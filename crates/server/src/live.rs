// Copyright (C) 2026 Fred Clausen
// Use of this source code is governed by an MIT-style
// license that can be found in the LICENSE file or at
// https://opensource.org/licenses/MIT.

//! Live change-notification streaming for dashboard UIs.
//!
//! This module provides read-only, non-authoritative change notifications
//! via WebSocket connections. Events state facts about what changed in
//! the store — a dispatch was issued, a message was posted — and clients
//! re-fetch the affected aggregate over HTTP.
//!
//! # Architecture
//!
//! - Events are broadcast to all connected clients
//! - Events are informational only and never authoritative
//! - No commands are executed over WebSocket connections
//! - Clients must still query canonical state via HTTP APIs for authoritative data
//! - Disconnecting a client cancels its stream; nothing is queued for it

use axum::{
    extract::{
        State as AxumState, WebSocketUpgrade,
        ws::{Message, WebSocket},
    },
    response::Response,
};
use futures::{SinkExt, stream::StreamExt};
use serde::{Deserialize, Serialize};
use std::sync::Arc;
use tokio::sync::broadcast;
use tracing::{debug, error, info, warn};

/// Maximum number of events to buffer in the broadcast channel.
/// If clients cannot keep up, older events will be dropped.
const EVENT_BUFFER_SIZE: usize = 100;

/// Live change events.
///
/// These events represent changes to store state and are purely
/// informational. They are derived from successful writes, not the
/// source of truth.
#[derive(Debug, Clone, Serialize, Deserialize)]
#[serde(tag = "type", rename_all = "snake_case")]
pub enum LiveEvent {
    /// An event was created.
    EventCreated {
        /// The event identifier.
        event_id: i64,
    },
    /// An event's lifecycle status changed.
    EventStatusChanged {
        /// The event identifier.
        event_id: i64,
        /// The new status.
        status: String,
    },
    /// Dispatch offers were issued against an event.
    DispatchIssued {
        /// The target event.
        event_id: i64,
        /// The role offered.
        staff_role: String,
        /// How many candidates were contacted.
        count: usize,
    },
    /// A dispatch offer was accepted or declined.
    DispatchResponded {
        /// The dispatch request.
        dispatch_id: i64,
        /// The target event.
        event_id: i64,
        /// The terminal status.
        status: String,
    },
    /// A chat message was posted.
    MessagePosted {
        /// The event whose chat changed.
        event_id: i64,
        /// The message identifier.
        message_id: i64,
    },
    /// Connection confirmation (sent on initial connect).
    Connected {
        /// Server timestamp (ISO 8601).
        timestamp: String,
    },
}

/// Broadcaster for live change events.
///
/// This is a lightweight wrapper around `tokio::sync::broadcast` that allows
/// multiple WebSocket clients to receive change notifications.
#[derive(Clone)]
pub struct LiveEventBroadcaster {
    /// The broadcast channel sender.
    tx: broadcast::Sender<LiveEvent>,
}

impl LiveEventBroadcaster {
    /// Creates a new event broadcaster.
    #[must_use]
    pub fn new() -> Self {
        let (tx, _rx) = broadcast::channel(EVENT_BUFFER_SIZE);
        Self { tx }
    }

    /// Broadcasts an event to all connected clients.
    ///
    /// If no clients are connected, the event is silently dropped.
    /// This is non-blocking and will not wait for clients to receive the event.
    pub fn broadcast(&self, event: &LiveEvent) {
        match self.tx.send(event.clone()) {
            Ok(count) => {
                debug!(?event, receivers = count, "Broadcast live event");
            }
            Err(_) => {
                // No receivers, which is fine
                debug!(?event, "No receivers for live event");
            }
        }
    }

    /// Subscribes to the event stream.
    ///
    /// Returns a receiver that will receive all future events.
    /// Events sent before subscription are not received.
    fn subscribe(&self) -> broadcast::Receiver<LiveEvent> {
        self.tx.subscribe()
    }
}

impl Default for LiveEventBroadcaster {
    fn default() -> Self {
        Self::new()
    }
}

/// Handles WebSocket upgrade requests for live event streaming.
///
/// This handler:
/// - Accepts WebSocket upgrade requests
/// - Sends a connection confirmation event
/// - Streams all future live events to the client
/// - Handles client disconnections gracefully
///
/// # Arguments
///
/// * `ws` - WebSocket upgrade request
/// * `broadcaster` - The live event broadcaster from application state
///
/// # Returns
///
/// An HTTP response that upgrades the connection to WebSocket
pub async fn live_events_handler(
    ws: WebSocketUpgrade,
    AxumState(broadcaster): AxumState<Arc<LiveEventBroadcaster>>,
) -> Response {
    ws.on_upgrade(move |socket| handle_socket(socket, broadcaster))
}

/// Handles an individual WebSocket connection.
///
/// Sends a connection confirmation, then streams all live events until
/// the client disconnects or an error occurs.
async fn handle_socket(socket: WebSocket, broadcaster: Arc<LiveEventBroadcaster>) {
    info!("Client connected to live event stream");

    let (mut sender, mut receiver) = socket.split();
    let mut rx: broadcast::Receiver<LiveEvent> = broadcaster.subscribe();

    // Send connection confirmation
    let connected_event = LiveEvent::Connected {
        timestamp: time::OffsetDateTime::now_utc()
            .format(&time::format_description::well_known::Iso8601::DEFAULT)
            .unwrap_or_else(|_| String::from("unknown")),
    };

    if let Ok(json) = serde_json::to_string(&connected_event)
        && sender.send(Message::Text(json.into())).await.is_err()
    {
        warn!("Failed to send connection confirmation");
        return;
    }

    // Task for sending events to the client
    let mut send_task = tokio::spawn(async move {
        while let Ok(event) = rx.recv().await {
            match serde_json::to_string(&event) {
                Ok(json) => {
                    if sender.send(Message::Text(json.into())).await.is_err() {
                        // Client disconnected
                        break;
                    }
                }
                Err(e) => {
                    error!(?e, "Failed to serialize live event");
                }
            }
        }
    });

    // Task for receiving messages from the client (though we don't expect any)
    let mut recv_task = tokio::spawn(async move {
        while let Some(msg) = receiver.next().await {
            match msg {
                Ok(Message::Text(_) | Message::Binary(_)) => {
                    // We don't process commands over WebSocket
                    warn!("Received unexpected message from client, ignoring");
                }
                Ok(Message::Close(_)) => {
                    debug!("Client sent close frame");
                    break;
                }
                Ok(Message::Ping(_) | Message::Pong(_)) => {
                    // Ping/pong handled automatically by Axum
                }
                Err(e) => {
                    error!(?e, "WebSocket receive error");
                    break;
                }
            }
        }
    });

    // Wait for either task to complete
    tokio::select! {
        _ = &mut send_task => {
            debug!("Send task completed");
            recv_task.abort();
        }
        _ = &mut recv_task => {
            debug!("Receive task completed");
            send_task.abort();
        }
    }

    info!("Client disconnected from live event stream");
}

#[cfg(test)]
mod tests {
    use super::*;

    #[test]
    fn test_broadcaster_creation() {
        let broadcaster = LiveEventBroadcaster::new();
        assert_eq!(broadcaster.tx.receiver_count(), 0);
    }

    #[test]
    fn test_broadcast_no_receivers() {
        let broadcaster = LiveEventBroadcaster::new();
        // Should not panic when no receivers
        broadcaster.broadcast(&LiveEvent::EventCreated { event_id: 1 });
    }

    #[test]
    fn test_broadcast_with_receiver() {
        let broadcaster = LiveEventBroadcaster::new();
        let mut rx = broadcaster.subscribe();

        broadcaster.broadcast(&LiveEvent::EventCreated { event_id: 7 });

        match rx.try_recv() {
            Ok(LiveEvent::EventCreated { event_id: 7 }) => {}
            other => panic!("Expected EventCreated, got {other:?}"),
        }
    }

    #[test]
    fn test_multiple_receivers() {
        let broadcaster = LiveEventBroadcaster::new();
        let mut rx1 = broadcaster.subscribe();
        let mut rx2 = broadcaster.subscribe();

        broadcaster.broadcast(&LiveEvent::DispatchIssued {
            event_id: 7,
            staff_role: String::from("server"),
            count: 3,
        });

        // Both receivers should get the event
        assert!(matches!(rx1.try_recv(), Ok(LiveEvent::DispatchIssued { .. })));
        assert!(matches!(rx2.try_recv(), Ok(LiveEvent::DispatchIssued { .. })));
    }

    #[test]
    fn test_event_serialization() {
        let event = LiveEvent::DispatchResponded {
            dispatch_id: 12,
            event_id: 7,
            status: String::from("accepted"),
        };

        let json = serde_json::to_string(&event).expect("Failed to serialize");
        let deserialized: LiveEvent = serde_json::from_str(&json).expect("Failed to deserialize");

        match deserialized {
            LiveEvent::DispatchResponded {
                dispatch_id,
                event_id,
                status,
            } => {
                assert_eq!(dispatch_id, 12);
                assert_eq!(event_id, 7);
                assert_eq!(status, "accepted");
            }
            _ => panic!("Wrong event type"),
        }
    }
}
══════════════════════════════
• [What is expected]:
Print, without alteration, only the lines above between the one holding "#[derive(Debug, Clone, Serialize, Deserialize)]" and the one holding "lifecycle status changed.", inclusive.

• [Answer for this exercise]:
#[derive(Debug, Clone, Serialize, Deserialize)]
#[serde(tag = "type", rename_all = "snake_case")]
pub enum LiveEvent {
    /// An event was created.
    EventCreated {
        /// The event identifier.
        event_id: i64,
    },
    /// An event's lifecycle status changed.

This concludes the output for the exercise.